Give back, exactly as written, the lines from the beginning of the listing through the one that contains "pub type Edits = BTreeMap<FieldPath, Value>;".

■ **The input**:
------

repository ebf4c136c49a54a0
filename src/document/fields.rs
//! Document field model.
//!
//! [`expand`] flattens a document into editable field descriptors;
//! [`collapse`] applies edited values back onto a copy of the document.
//!
//! # Expansion Order
//!
//! ```text
//! title: Hi                 title          (text)
//! authors:                  authors        (array)
//!   - name: Ann               authors.0    (object)
//!     site: a.dev               authors.0.name  (text)
//!                               authors.0.site  (text)
//! ```
//!
//! Container descriptors come before their children, children follow the
//! document's own key/element order.

use super::{
    infer::{FieldKind, infer},
    path::{self, FieldPath, key_text, untag},
};
use crate::{
    error::{EditorError, Result},
    log,
};
use serde::{Deserialize, Serialize};
use serde_yaml::{Number, Value};
use std::collections::BTreeMap;

/// Edited values keyed by the path they replace.
pub type Edits = BTreeMap<FieldPath, Value>;

/// One addressable value inside a document.
#[derive(Debug, Clone, PartialEq, Serialize)]
pub struct FieldDescriptor {
    pub path: FieldPath,
    pub name: String,
    pub kind: FieldKind,
    pub value: Value,
    /// A key on the path contains `.`, so the dotted form cannot round-trip.
    pub ambiguous: bool,
}

impl FieldDescriptor {
    /// True if no other descriptor lives below this one.
    pub fn is_leaf(&self) -> bool {
        match untag(&self.value) {
            Value::Sequence(seq) => seq.is_empty(),
            Value::Mapping(map) => map.is_empty(),
            _ => true,
        }
    }
}

// ============================================================================
// Expansion
// ============================================================================

/// Flatten `document` into descriptors in document order.
///
/// A root sequence yields one group per element, named `#1`, `#2`, ...; a
/// scalar root yields nothing.
pub fn expand(document: &Value) -> Vec<FieldDescriptor> {
    let mut fields = Vec::new();
    match untag(document) {
        Value::Mapping(_) => expand_children(document, &FieldPath::root(), &mut fields),
        Value::Sequence(seq) => {
            for (index, item) in seq.iter().enumerate() {
                let name = format!("#{}", index + 1);
                push_field(&mut fields, FieldPath::root().index(index), name, item);
            }
        }
        _ => {}
    }
    fields
}

/// Push a descriptor for `value` followed by everything below it.
fn push_field(fields: &mut Vec<FieldDescriptor>, path: FieldPath, name: String, value: &Value) {
    let ambiguous = path.is_ambiguous();
    if ambiguous {
        log!("fields"; "key in `{path}` contains '.', its dotted path is ambiguous");
    }
    fields.push(FieldDescriptor {
        kind: infer(&name, value),
        ambiguous,
        path: path.clone(),
        name,
        value: value.clone(),
    });
    expand_children(value, &path, fields);
}

fn expand_children(value: &Value, parent: &FieldPath, fields: &mut Vec<FieldDescriptor>) {
    match untag(value) {
        Value::Mapping(map) => {
            for (key, child) in map {
                let Some(name) = key_text(key) else {
                    log!("fields"; "skipping non-scalar key under `{parent}`");
                    continue;
                };
                push_field(fields, parent.key(name.clone()), name, child);
            }
        }
        Value::Sequence(seq) => {
            let base = parent.last().map(ToString::to_string).unwrap_or_default();
            for (index, child) in seq.iter().enumerate() {
                let name = format!("{base} #{}", index + 1);
                push_field(fields, parent.index(index), name, child);
            }
        }
        _ => {}
    }
}

// ============================================================================
// Collapse
// ============================================================================

/// Rebuild a document from `base` with `edits` applied.
///
/// `base` is deep-copied, so fields never surfaced as editable survive
/// unchanged. Edits target disjoint paths; their order does not matter.
///
/// # Errors
///
/// [`EditorError::InvalidPath`] if an edit does not address a location
/// inside `base`.
pub fn collapse(base: &Value, edits: &Edits) -> Result<Value> {
    let mut document = base.clone();
    for (path, value) in edits {
        path::set(&mut document, path, value.clone())?;
    }
    Ok(document)
}

// ============================================================================
// Input Coercion
// ============================================================================

/// Raw value collected from an editing control.
///
/// In JSON a string is [`FieldInput::Text`] and a boolean is
/// [`FieldInput::Checked`].
#[derive(Debug, Clone, PartialEq, Deserialize)]
#[serde(untagged)]
pub enum FieldInput {
    /// Text typed into an input or widget.
    Text(String),
    /// Checkbox state.
    Checked(bool),
}

/// Convert collected input into a document value for a field of `kind`.
///
/// Numbers are parsed as `f64`; integral results that fit `i64` are stored
/// as integers so `3` does not come back as `3.0`.
///
/// # Errors
///
/// [`EditorError::ValidationFailure`] for unparsable numbers, or when the
/// input shape does not fit the kind (text for a checkbox, a checkbox for
/// a text field, anything for a container).
pub fn coerce(kind: FieldKind, input: FieldInput) -> Result<Value> {
    match (kind, input) {
        (FieldKind::Boolean, FieldInput::Checked(checked)) => Ok(Value::Bool(checked)),
        (FieldKind::Number, FieldInput::Text(text)) => parse_number(&text),
        (FieldKind::Markdown | FieldKind::Url | FieldKind::Text, FieldInput::Text(text)) => {
            Ok(Value::String(text))
        }
        (kind, input) => Err(EditorError::ValidationFailure(format!(
            "{input:?} cannot be stored in a {kind:?} field"
        ))),
    }
}

fn parse_number(text: &str) -> Result<Value> {
    let number: f64 = text
        .trim()
        .parse()
        .map_err(|_| EditorError::ValidationFailure(format!("`{text}` is not a number")))?;

    #[allow(clippy::cast_possible_truncation, clippy::float_cmp)]
    let integral = number.fract() == 0.0 && number.abs() < i64::MAX as f64;
    if integral {
        Ok(Value::Number(Number::from(number as i64)))
    } else {
        Ok(Value::Number(Number::from(number)))
    }
}

// ============================================================================
// Tests
// ============================================================================
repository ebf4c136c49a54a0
//! Configuration error types.

use std::path::PathBuf;
use thiserror::Error;

/// Configuration-related errors
#[derive(Debug, Error)]
pub enum ConfigError {
    #[error("IO error when reading `{0}`")]
    Io(PathBuf, #[source] std::io::Error),

    #[error("Config file parsing error")]
    Toml(#[from] toml::de::Error),

    #[error("Config validation error: {0}")]
    Validation(String),
}
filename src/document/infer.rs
//! Field kind inference.
//!
//! Best-effort UI guidance, not a schema. Rules are checked in order and the
//! first match wins:
//!
//! | # | Condition                                           | Kind       |
//! |---|-----------------------------------------------------|------------|
//! | 1 | value is a sequence                                 | `array`    |
//! | 2 | value is a mapping                                  | `object`   |
//! | 3 | value is a boolean                                  | `boolean`  |
//! | 4 | value is a number                                   | `number`   |
//! | 5 | name is a known prose field (`content`, `bio`, ...) | `markdown` |
//! | 6 | string value looks like markdown                    | `markdown` |
//! | 7 | name mentions a link (`url`, `image`, `src`, ...)   | `url`      |
//! | 8 | anything else                                       | `text`     |

use super::path::untag;
use serde::Serialize;
use serde_yaml::Value;

/// Field names always edited as markdown (compared lowercase).
const MARKDOWN_NAMES: &[&str] = &[
    "content",
    "body",
    "description",
    "bio",
    "summary",
    "text",
    "excerpt",
    "message",
    "quote",
    "details",
    "about",
];

/// Substrings of field names holding links (compared lowercase).
const URL_NAME_PARTS: &[&str] = &["link", "url", "href", "image", "video", "src", "path"];

/// Substrings that mark a string value as markdown.
const MARKDOWN_MARKERS: &[&str] = &["\n\n", "**", "*", "[", "#"];

/// Strings longer than this containing a newline are treated as markdown.
const LONG_TEXT_LEN: usize = 100;

/// How a field should be rendered for editing.
#[derive(Debug, Clone, Copy, PartialEq, Eq, Hash, Serialize)]
#[serde(rename_all = "lowercase")]
pub enum FieldKind {
    Array,
    Object,
    Boolean,
    Number,
    Markdown,
    Url,
    Text,
}

impl FieldKind {
    pub const fn as_str(self) -> &'static str {
        match self {
            Self::Array => "array",
            Self::Object => "object",
            Self::Boolean => "boolean",
            Self::Number => "number",
            Self::Markdown => "markdown",
            Self::Url => "url",
            Self::Text => "text",
        }
    }
}

impl std::fmt::Display for FieldKind {
    fn fmt(&self, f: &mut std::fmt::Formatter<'_>) -> std::fmt::Result {
        f.pad(self.as_str())
    }
}

/// Classify a field from its name and current value.
pub fn infer(name: &str, value: &Value) -> FieldKind {
    let value = untag(value);
    match value {
        Value::Sequence(_) => return FieldKind::Array,
        Value::Mapping(_) => return FieldKind::Object,
        Value::Bool(_) => return FieldKind::Boolean,
        Value::Number(_) => return FieldKind::Number,
        _ => {}
    }

    let name = name.to_lowercase();
    if MARKDOWN_NAMES.contains(&name.as_str()) {
        return FieldKind::Markdown;
    }

    if let Value::String(text) = value
        && looks_like_markdown(text)
    {
        return FieldKind::Markdown;
    }

    if URL_NAME_PARTS.iter().any(|part| name.contains(part)) {
        return FieldKind::Url;
    }

    FieldKind::Text
}

fn looks_like_markdown(text: &str) -> bool {
    MARKDOWN_MARKERS.iter().any(|m| text.contains(m))
        || (text.len() > LONG_TEXT_LEN && text.contains('\n'))
}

------

■ **Result of the exercise**:
repository ebf4c136c49a54a0
filename src/document/fields.rs
//! Document field model.
//!
//! [`expand`] flattens a document into editable field descriptors;
//! [`collapse`] applies edited values back onto a copy of the document.
//!
//! # Expansion Order
//!
//! ```text
//! title: Hi                 title          (text)
//! authors:                  authors        (array)
//!   - name: Ann               authors.0    (object)
//!     site: a.dev               authors.0.name  (text)
//!                               authors.0.site  (text)
//! ```
//!
//! Container descriptors come before their children, children follow the
//! document's own key/element order.

use super::{
    infer::{FieldKind, infer},
    path::{self, FieldPath, key_text, untag},
};
use crate::{
    error::{EditorError, Result},
    log,
};
use serde::{Deserialize, Serialize};
use serde_yaml::{Number, Value};
use std::collections::BTreeMap;

/// Edited values keyed by the path they replace.
pub type Edits = BTreeMap<FieldPath, Value>;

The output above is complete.